Blanching is a must if you're planning to freeze vegetables. This simple process consists of either placing the veggies in boiling water or steaming them. According to the National Center for Home Food Preservation, blanching prevents the loss of color, texture, and flavor that may occur while freezing. It also cleans the surface of foods, brightens their colors, and prevents unnecessary loss of vitamins.
For water blanching...
For one pound of vegetables, use one gallon of water. Place the vegetables in a blanching basket or cheesecloth bag and lower into the water for the precise time specified on the Colorado State University Extension Program Fact Sheet.
For steam blanching...
This method requires more time than water blanching but helps to retain water-soluble vitamins. Fill a pot or kettle with a tight lid with one of two inches of water. Bring the water to a boil. The kettle should have a rack or basket that clears the bottom by approximately three inches. Place the veggies in a basket or cheesecloth bag and stem for the specified time depending on what vegetable you are working with. After the steaming process is completed, plunge the veggies in ice cold or running water - using about a pound of ice per pound of veggies - until they are cool.

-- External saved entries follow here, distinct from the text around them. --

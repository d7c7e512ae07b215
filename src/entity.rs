use std::sync::Arc;

use serde_json::Value;

use crate::coordinator::{Coordinator, SubscriptionId};
use crate::host::{DeviceInfo, MANUFACTURER, MODEL};
use crate::types::{lookup, Snapshot};
use crate::DOMAIN;

/// Identity of the device the views belong to.
#[derive(Debug, Clone, PartialEq, Eq)]
pub struct DeviceIdentity {
    pub device_id: String,
    pub name: String,
    pub api_url: String,
}

impl DeviceIdentity {
    pub fn new(
        device_id: impl Into<String>,
        name: impl Into<String>,
        api_url: impl Into<String>,
    ) -> Self {
        Self {
            device_id: device_id.into(),
            name: name.into(),
            api_url: api_url.into(),
        }
    }

    /// Registry record, with the firmware version taken from `snapshot`.
    pub fn device_info(&self, snapshot: Option<&Snapshot>) -> DeviceInfo {
        DeviceInfo {
            identifiers: vec![(DOMAIN.to_string(), self.device_id.clone())],
            name: self.name.clone(),
            manufacturer: MANUFACTURER.to_string(),
            model: MODEL.to_string(),
            sw_version: snapshot.and_then(Snapshot::version).map(str::to_string),
            configuration_url: self.api_url.clone(),
        }
    }
}

/// State shared by every view attached to a coordinator: the device it
/// belongs to, its unique id and its observer subscription while mounted.
pub struct EntityBase {
    coordinator: Coordinator,
    device: Arc<DeviceIdentity>,
    unique_id: String,
    subscription: Option<SubscriptionId>,
}

impl EntityBase {
    pub fn new(coordinator: Coordinator, device: Arc<DeviceIdentity>, key: &str) -> Self {
        let unique_id = format!("{}_{key}", device.device_id);
        Self {
            coordinator,
            device,
            unique_id,
            subscription: None,
        }
    }

    pub fn coordinator(&self) -> &Coordinator {
        &self.coordinator
    }

    pub fn device(&self) -> &DeviceIdentity {
        &self.device
    }

    pub fn unique_id(&self) -> &str {
        &self.unique_id
    }

    pub fn device_info(&self) -> DeviceInfo {
        self.device.device_info(self.coordinator.snapshot().as_deref())
    }

    /// Available while the most recent refresh cycle succeeded.
    pub fn available(&self) -> bool {
        self.coordinator.last_update_success()
    }

    /// Read `path` from the last good snapshot.
    pub fn read(&self, path: &[&str]) -> Option<Value> {
        let snapshot = self.coordinator.snapshot()?;
        lookup(snapshot.as_value(), path).cloned()
    }

    /// Attach to the coordinator; `on_update` runs after every refresh cycle.
    /// Mounting twice replaces the previous subscription.
    pub fn mount(&mut self, on_update: impl Fn() + Send + Sync + 'static) {
        self.unmount();
        self.subscription = Some(self.coordinator.subscribe(on_update));
    }

    pub fn unmount(&mut self) {
        if let Some(id) = self.subscription.take() {
            self.coordinator.unsubscribe(id);
        }
    }

    pub fn is_mounted(&self) -> bool {
        self.subscription.is_some()
    }
}

impl Drop for EntityBase {
    fn drop(&mut self) {
        self.unmount();
    }
}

In order to achieve optimal flavor and texture, blanch vegetables that are at peak. It's best to harvest vegetables when it's cool in the morning and try to have them frozen within two hours. Thoroughly wash and prepare the vegetables for the blanching method you prefer. Keep in mind that blanching times are very important; under-blanching can stimulate enzyme activity and over-blanching can result in loss of flavor, texture and nutrients.